Transcription factor (TF) DNA‐binding specificity is determined by how their DNA‐binding domain (DBD) interacts with DNA. TFs are identified by the sequence homology shared with described DBDs, which allows them to be classified into families. It is highly widely accepted that similar DBDs recognize similar DNA motifs. However, changes in a TF can lead to changes in its DNA recognition. TFs are critical for development and have been found since the beginning of animals, how their DNA binding changes through time has not been fully studied. TFs members of the sine oculis homeobox (SIX) homeodomain family are found from sponges to humans and are considered atypical members of the homeodomain family. They regulate numerous developmental processes, with phenotypic features spanning from eye development in flies, red color patterning in Heliconius butterfly wings to brain development in humans. How evolutionary related TFs diversify their function has not been fully understood, especially changes to their DNA binding specificity. Using full length SIX proteins from Drosophila melanogaster, Heliconius erato, and Homo sapiens, we performed in vitro Systematic Evolution of Ligands by Exponential Enrichment (SELEX‐seq) to identify the DNA binding specificity. Our preliminary data shows the majority bind to their canonical binding motif (TGATAC), except for six4 members which prefer TGACAC. Interestingly, the way they bind to these motifs differs.
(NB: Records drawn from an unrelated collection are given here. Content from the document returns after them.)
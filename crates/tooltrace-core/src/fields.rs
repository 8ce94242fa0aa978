//! Total accessors over schema-less JSON records.
//!
//! Every function here treats a missing key and a value of the wrong type
//! the same way: as not present.

use serde_json::{Map, Value};

pub fn get_str<'a>(record: &'a Map<String, Value>, key: &str) -> Option<&'a str> {
    match record.get(key) {
        Some(Value::String(s)) => Some(s.as_str()),
        _ => None,
    }
}

pub fn get_owned_str(record: &Map<String, Value>, key: &str) -> Option<String> {
    get_str(record, key).map(str::to_string)
}

pub fn get_object<'a>(record: &'a Map<String, Value>, key: &str) -> Option<&'a Map<String, Value>> {
    record.get(key).and_then(Value::as_object)
}

pub fn get_array<'a>(record: &'a Map<String, Value>, key: &str) -> Option<&'a Vec<Value>> {
    record.get(key).and_then(Value::as_array)
}

/// Strict boolean: only a JSON `true` counts.
pub fn is_true(record: &Map<String, Value>, key: &str) -> bool {
    matches!(record.get(key), Some(Value::Bool(true)))
}

/// Loose boolean, for flags older log versions wrote as numbers or strings.
pub fn is_truthy(value: Option<&Value>) -> bool {
    match value {
        None | Some(Value::Null) => false,
        Some(Value::Bool(b)) => *b,
        Some(Value::Number(n)) => n.as_f64().is_some_and(|f| f != 0.0),
        Some(Value::String(s)) => !s.is_empty(),
        Some(Value::Array(a)) => !a.is_empty(),
        Some(Value::Object(o)) => !o.is_empty(),
    }
}

/// Items of an ordered list whose declared `type` matches `kind`.
pub fn typed_items<'a>(
    items: &'a [Value],
    kind: &'a str,
) -> impl Iterator<Item = &'a Map<String, Value>> + 'a {
    items
        .iter()
        .filter_map(Value::as_object)
        .filter(move |item| get_str(item, "type") == Some(kind))
}

/// Flatten a content value into plain text.
///
/// A string passes through untouched. A list contributes only its non-empty
/// `text` chunks, in order, joined by newlines. Anything else is empty.
pub fn flatten_text(content: Option<&Value>) -> String {
    match content {
        Some(Value::String(s)) => s.clone(),
        Some(Value::Array(items)) => typed_items(items, "text")
            .filter_map(|chunk| get_str(chunk, "text"))
            .filter(|text| !text.is_empty())
            .collect::<Vec<_>>()
            .join("\n"),
        _ => String::new(),
    }
}

#[cfg(test)]
mod tests {
    use super::*;
    use serde_json::json;

    fn obj(value: Value) -> Map<String, Value> {
        value.as_object().cloned().unwrap()
    }

    #[test]
    fn test_get_str_ignores_wrong_types() {
        let record = obj(json!({"a": "x", "b": 1, "c": null}));
        assert_eq!(get_str(&record, "a"), Some("x"));
        assert_eq!(get_str(&record, "b"), None);
        assert_eq!(get_str(&record, "c"), None);
        assert_eq!(get_str(&record, "missing"), None);
    }

    #[test]
    fn test_is_true_is_strict() {
        let record = obj(json!({"yes": true, "one": 1, "str": "true"}));
        assert!(is_true(&record, "yes"));
        assert!(!is_true(&record, "one"));
        assert!(!is_true(&record, "str"));
        assert!(!is_true(&record, "missing"));
    }

    #[test]
    fn test_is_truthy() {
        assert!(is_truthy(Some(&json!(true))));
        assert!(is_truthy(Some(&json!(1))));
        assert!(is_truthy(Some(&json!("error"))));
        assert!(!is_truthy(Some(&json!(0))));
        assert!(!is_truthy(Some(&json!(""))));
        assert!(!is_truthy(Some(&json!(null))));
        assert!(!is_truthy(None));
    }

    #[test]
    fn test_flatten_text_joins_text_chunks() {
        let content = json!([
            {"type": "text", "text": "first"},
            {"type": "image", "source": "..."},
            {"type": "text", "text": ""},
            {"type": "text"},
            "stray",
            {"type": "text", "text": "second"}
        ]);
        assert_eq!(flatten_text(Some(&content)), "first\nsecond");
    }

    #[test]
    fn test_flatten_text_passes_strings_through() {
        assert_eq!(flatten_text(Some(&json!("  hi  "))), "  hi  ");
        assert_eq!(flatten_text(Some(&json!(42))), "");
        assert_eq!(flatten_text(None), "");
    }
}
use std::collections::BTreeMap;
use std::path::Path;

use anyhow::{Context, Result};
use colored::Colorize;
use serde::Serialize;

use tooltrace_core::{is_skipped_record, normalize, NormalizedEvent, RecordReader};

/// Per-file breakdown of what the normalizer makes of a log.
#[derive(Debug, Default, Serialize, PartialEq, Eq)]
pub struct InspectReport {
    pub records: usize,
    /// Meta or internal bookkeeping records.
    pub skipped_records: usize,
    /// Records that were read but yielded no events.
    pub empty_records: usize,
    pub messages: usize,
    pub tool_uses: usize,
    pub tool_results: usize,
    pub tool_results_without_id: usize,
    pub tool_names: BTreeMap<String, usize>,
}

pub fn inspect_file(path: &Path) -> Result<InspectReport> {
    let reader = RecordReader::open(path)?;
    let mut report = InspectReport::default();

    for record in reader {
        report.records += 1;
        if is_skipped_record(&record) {
            report.skipped_records += 1;
            continue;
        }

        let events = normalize(&record);
        if events.is_empty() {
            report.empty_records += 1;
        }
        for event in events {
            match event {
                NormalizedEvent::Message(_) => report.messages += 1,
                NormalizedEvent::ToolUse(e) => {
                    report.tool_uses += 1;
                    *report.tool_names.entry(e.tool_name).or_insert(0) += 1;
                }
                NormalizedEvent::ToolResult(e) => {
                    report.tool_results += 1;
                    if e.tool_use_id.is_none() {
                        report.tool_results_without_id += 1;
                    }
                }
            }
        }
    }

    Ok(report)
}

pub fn handle_inspect_command(path: &Path, json: bool) -> Result<()> {
    let report =
        inspect_file(path).with_context(|| format!("Failed to inspect {}", path.display()))?;

    if json {
        println!("{}", serde_json::to_string_pretty(&report)?);
        return Ok(());
    }

    println!("{}", path.display().to_string().bold());
    println!("  Records:        {}", report.records);
    println!(
        "  Skipped:        {}",
        report.skipped_records.to_string().dimmed()
    );
    println!("  No events:      {}", report.empty_records.to_string().dimmed());
    println!("  Messages:       {}", report.messages);
    println!("  Tool uses:      {}", report.tool_uses.to_string().cyan());
    println!(
        "  Tool results:   {} ({} without id)",
        report.tool_results.to_string().cyan(),
        report.tool_results_without_id
    );
    for (name, count) in &report.tool_names {
        println!("    {:<20} {}", name, count);
    }

    Ok(())
}
//! # tooltrace-core
//!
//! Turns agent session logs (JSON lines) into a tool-use dataset.
//!
//! ## Pipeline
//!
//! - [`RecordReader`] - one JSON object per valid line, malformed lines skipped
//! - [`normalize`] - raw record to zero or more [`NormalizedEvent`]s
//! - [`Correlator`] - pairs tool uses with tool results into [`DatasetRow`]s
//! - [`reward`] - scalar outcome for a resolved call
//! - [`RowSink`] - JSONL output with running [`DatasetStats`]
//!
//! [`DatasetBuilder`] wires these together for one or more files.

mod correlate;
mod dataset;
mod discover;
mod error;
pub mod fields;
mod normalize;
mod reader;
mod reward;
mod row;
mod sink;
mod stats;
mod types;

pub use correlate::{process, Correlator, Rows, DEFAULT_WINDOW_SIZE};
pub use dataset::{DatasetBuilder, FileEvents, ProjectEvents};
pub use discover::{discover_log_files, LOG_EXTENSION};
pub use error::{DatasetError, Result};
pub use normalize::{is_skipped_record, normalize, SKIPPED_RECORD_TYPES};
pub use reader::RecordReader;
pub use reward::{reward, ERROR_REWARD, SUCCESS_REWARD};
pub use row::{ContextMessage, DatasetRow, ToolResultEntry, ToolUseEntry, TraceEntry};
pub use sink::RowSink;
pub use stats::{DatasetStats, StatsCollector, TOP_TOOL_NAMES};
pub use types::{MessageEvent, NormalizedEvent, ToolResultEvent, ToolUseEvent};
Both sine oculis and six4 homologs require a 5’‐GA flanking the core motif. While optix related members prefer a shorter flaking region with less dependence on 5’‐GA. This is interesting since optix is more evolutionarily related to six4 than to sine oculis. In addition, we found that Heliconius erato optix can bind both as a homodimer with a preferred spacing of 2‐bp between binding sites or as a monomer. Our results provide new insights in the binding diversity found in the SIX family of TFs and predict genomic targets of these understudied TF family.